(Task data begins)

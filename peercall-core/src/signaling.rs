//! Signaling protocol
//!
//! Carries session descriptions, ICE candidates and hangups between the two
//! peers through a relay. The relay only ever sees opaque JSON text frames of
//! the shape `{"type": "...", "data": ...}`.

use crate::types::{IceCandidate, SdpType, SessionDescription};
use async_trait::async_trait;
use serde::{Deserialize, Serialize};
use std::sync::Arc;
use thiserror::Error;

/// Largest accepted signaling frame (64KB)
pub const MAX_SIGNALING_MESSAGE_SIZE: usize = 64 * 1024;

/// Signaling errors
#[derive(Error, Debug, Clone, PartialEq, Eq)]
pub enum SignalingError {
    /// Send attempted while the relay connection is not open
    #[error("Signaling channel is not open")]
    ChannelNotOpen,

    /// Frame could not be interpreted as a signaling message
    #[error("Protocol violation: {0}")]
    ProtocolViolation(String),

    /// Transport error
    #[error("Transport error: {0}")]
    TransportError(String),
}

/// Raw relay transport
///
/// Implement this for the relay connection in use (WebSocket, in-memory, ...).
/// Frames must be delivered reliably and in order. Reconnection is left to the
/// caller.
#[async_trait]
pub trait SignalingTransport: Send + Sync {
    /// Open the relay connection
    async fn connect(&self) -> Result<(), SignalingError>;

    /// Send a text frame
    async fn send_text(&self, frame: String) -> Result<(), SignalingError>;

    /// Wait for the next inbound text frame
    ///
    /// Returns `Ok(None)` once the relay connection has closed.
    async fn receive_text(&self) -> Result<Option<String>, SignalingError>;

    /// Whether the connection is currently open
    fn is_open(&self) -> bool;

    /// Close the relay connection. Calling this more than once is harmless.
    async fn disconnect(&self);
}

/// Signaling message types
#[derive(Debug, Clone, PartialEq, Eq, Serialize, Deserialize)]
#[serde(into = "WireMessage", try_from = "WireMessage")]
pub enum SignalingMessage {
    /// SDP offer
    Offer(SessionDescription),
    /// SDP answer
    Answer(SessionDescription),
    /// ICE candidate
    IceCandidate(IceCandidate),
    /// End the call
    Hangup,
}

impl SignalingMessage {
    /// Wire tag for this message
    #[must_use]
    pub fn message_type(&self) -> &'static str {
        match self {
            Self::Offer(_) => "offer",
            Self::Answer(_) => "answer",
            Self::IceCandidate(_) => "ice_candidate",
            Self::Hangup => "hangup",
        }
    }

    /// Encode to a JSON text frame
    ///
    /// # Errors
    ///
    /// Returns error if serialization fails
    pub fn to_json(&self) -> Result<String, SignalingError> {
        serde_json::to_string(self).map_err(|e| SignalingError::ProtocolViolation(e.to_string()))
    }

    /// Decode a JSON text frame
    ///
    /// # Errors
    ///
    /// Returns `ProtocolViolation` for malformed JSON, unknown message types
    /// and payloads that do not match their type.
    pub fn from_json(frame: &str) -> Result<Self, SignalingError> {
        serde_json::from_str(frame).map_err(|e| SignalingError::ProtocolViolation(e.to_string()))
    }
}

/// On-the-wire envelope
#[derive(Debug, Clone, Serialize, Deserialize)]
struct WireMessage {
    #[serde(rename = "type")]
    kind: String,
    #[serde(default)]
    data: serde_json::Value,
}

impl From<SignalingMessage> for WireMessage {
    fn from(message: SignalingMessage) -> Self {
        let kind = message.message_type().to_string();
        let data = match message {
            SignalingMessage::Offer(desc) | SignalingMessage::Answer(desc) => {
                serde_json::to_value(desc).unwrap_or_default()
            }
            SignalingMessage::IceCandidate(candidate) => {
                serde_json::to_value(candidate).unwrap_or_default()
            }
            SignalingMessage::Hangup => serde_json::Value::String(String::new()),
        };
        Self { kind, data }
    }
}

impl TryFrom<WireMessage> for SignalingMessage {
    type Error = SignalingError;

    fn try_from(wire: WireMessage) -> Result<Self, Self::Error> {
        fn payload<P: for<'de> Deserialize<'de>>(
            kind: &str,
            data: serde_json::Value,
        ) -> Result<P, SignalingError> {
            serde_json::from_value(data)
                .map_err(|e| SignalingError::ProtocolViolation(format!("bad {kind} payload: {e}")))
        }

        match wire.kind.as_str() {
            "offer" => {
                let desc: SessionDescription = payload("offer", wire.data)?;
                if desc.sdp_type != SdpType::Offer {
                    return Err(SignalingError::ProtocolViolation(
                        "offer message carries a non-offer description".to_string(),
                    ));
                }
                Ok(Self::Offer(desc))
            }
            "answer" => {
                let desc: SessionDescription = payload("answer", wire.data)?;
                if desc.sdp_type != SdpType::Answer {
                    return Err(SignalingError::ProtocolViolation(
                        "answer message carries a non-answer description".to_string(),
                    ));
                }
                Ok(Self::Answer(desc))
            }
            "ice_candidate" => Ok(Self::IceCandidate(payload("ice_candidate", wire.data)?)),
            "hangup" => Ok(Self::Hangup),
            other => Err(SignalingError::ProtocolViolation(format!(
                "unknown message type: {other:?}"
            ))),
        }
    }
}

/// Typed signaling channel over a relay transport
///
/// Encodes outbound messages, decodes inbound frames and refuses to send
/// while the relay is down. Inbound messages are meant for a single consumer
/// and come out in receipt order.
pub struct SignalingChannel<T: SignalingTransport> {
    transport: Arc<T>,
}

impl<T: SignalingTransport> SignalingChannel<T> {
    /// Create new signaling channel
    #[must_use]
    pub fn new(transport: Arc<T>) -> Self {
        Self { transport }
    }

    /// Open the relay connection
    ///
    /// # Errors
    ///
    /// Returns error if the relay cannot be reached
    #[tracing::instrument(skip(self))]
    pub async fn connect(&self) -> Result<(), SignalingError> {
        self.transport.connect().await?;
        tracing::info!("Signaling channel connected");
        Ok(())
    }

    /// Send a signaling message
    ///
    /// # Errors
    ///
    /// Returns `ChannelNotOpen` if the relay is not connected. Nothing is
    /// queued for later delivery.
    #[tracing::instrument(skip(self, message), fields(message_type = message.message_type()))]
    pub async fn send(&self, message: SignalingMessage) -> Result<(), SignalingError> {
        if !self.transport.is_open() {
            tracing::warn!("Signaling channel is not open");
            return Err(SignalingError::ChannelNotOpen);
        }
        let frame = message.to_json()?;
        tracing::debug!(bytes = frame.len(), "Sending signaling message");
        self.transport.send_text(frame).await
    }

    /// Receive the next signaling message
    ///
    /// Returns `Ok(None)` once the relay has closed. A frame that cannot be
    /// decoded yields `ProtocolViolation`; the next call continues with the
    /// following frame.
    ///
    /// # Errors
    ///
    /// Returns error if the frame is invalid or the transport fails
    pub async fn receive(&self) -> Result<Option<SignalingMessage>, SignalingError> {
        let Some(frame) = self.transport.receive_text().await? else {
            tracing::info!("Signaling relay closed");
            return Ok(None);
        };

        if frame.len() > MAX_SIGNALING_MESSAGE_SIZE {
            tracing::warn!(bytes = frame.len(), "Oversized signaling frame rejected");
            return Err(SignalingError::ProtocolViolation(format!(
                "frame of {} bytes exceeds limit",
                frame.len()
            )));
        }

        match SignalingMessage::from_json(&frame) {
            Ok(message) => {
                tracing::debug!(message_type = message.message_type(), "Received signaling message");
                Ok(Some(message))
            }
            Err(e) => {
                tracing::warn!(error = %e, "Discarding undecodable signaling frame");
                Err(e)
            }
        }
    }

    /// Whether the relay connection is open
    #[must_use]
    pub fn is_open(&self) -> bool {
        self.transport.is_open()
    }

    /// Close the relay connection
    pub async fn disconnect(&self) {
        self.transport.disconnect().await;
    }

    /// Get access to the underlying transport
    #[must_use]
    pub fn transport(&self) -> &Arc<T> {
        &self.transport
    }
}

(Task data ends)

◆ **What the task requires**
Up to and including the line with "connection has closed.", print every line of the material above, starting from its first line, exactly.

◆ **Solution below**
filename peercall-core/src/signaling.rs
//! Signaling protocol
//!
//! Carries session descriptions, ICE candidates and hangups between the two
//! peers through a relay. The relay only ever sees opaque JSON text frames of
//! the shape `{"type": "...", "data": ...}`.

use crate::types::{IceCandidate, SdpType, SessionDescription};
use async_trait::async_trait;
use serde::{Deserialize, Serialize};
use std::sync::Arc;
use thiserror::Error;

/// Largest accepted signaling frame (64KB)
pub const MAX_SIGNALING_MESSAGE_SIZE: usize = 64 * 1024;

/// Signaling errors
#[derive(Error, Debug, Clone, PartialEq, Eq)]
pub enum SignalingError {
    /// Send attempted while the relay connection is not open
    #[error("Signaling channel is not open")]
    ChannelNotOpen,

    /// Frame could not be interpreted as a signaling message
    #[error("Protocol violation: {0}")]
    ProtocolViolation(String),

    /// Transport error
    #[error("Transport error: {0}")]
    TransportError(String),
}

/// Raw relay transport
///
/// Implement this for the relay connection in use (WebSocket, in-memory, ...).
/// Frames must be delivered reliably and in order. Reconnection is left to the
/// caller.
#[async_trait]
pub trait SignalingTransport: Send + Sync {
    /// Open the relay connection
    async fn connect(&self) -> Result<(), SignalingError>;

    /// Send a text frame
    async fn send_text(&self, frame: String) -> Result<(), SignalingError>;

    /// Wait for the next inbound text frame
    ///
    /// Returns `Ok(None)` once the relay connection has closed.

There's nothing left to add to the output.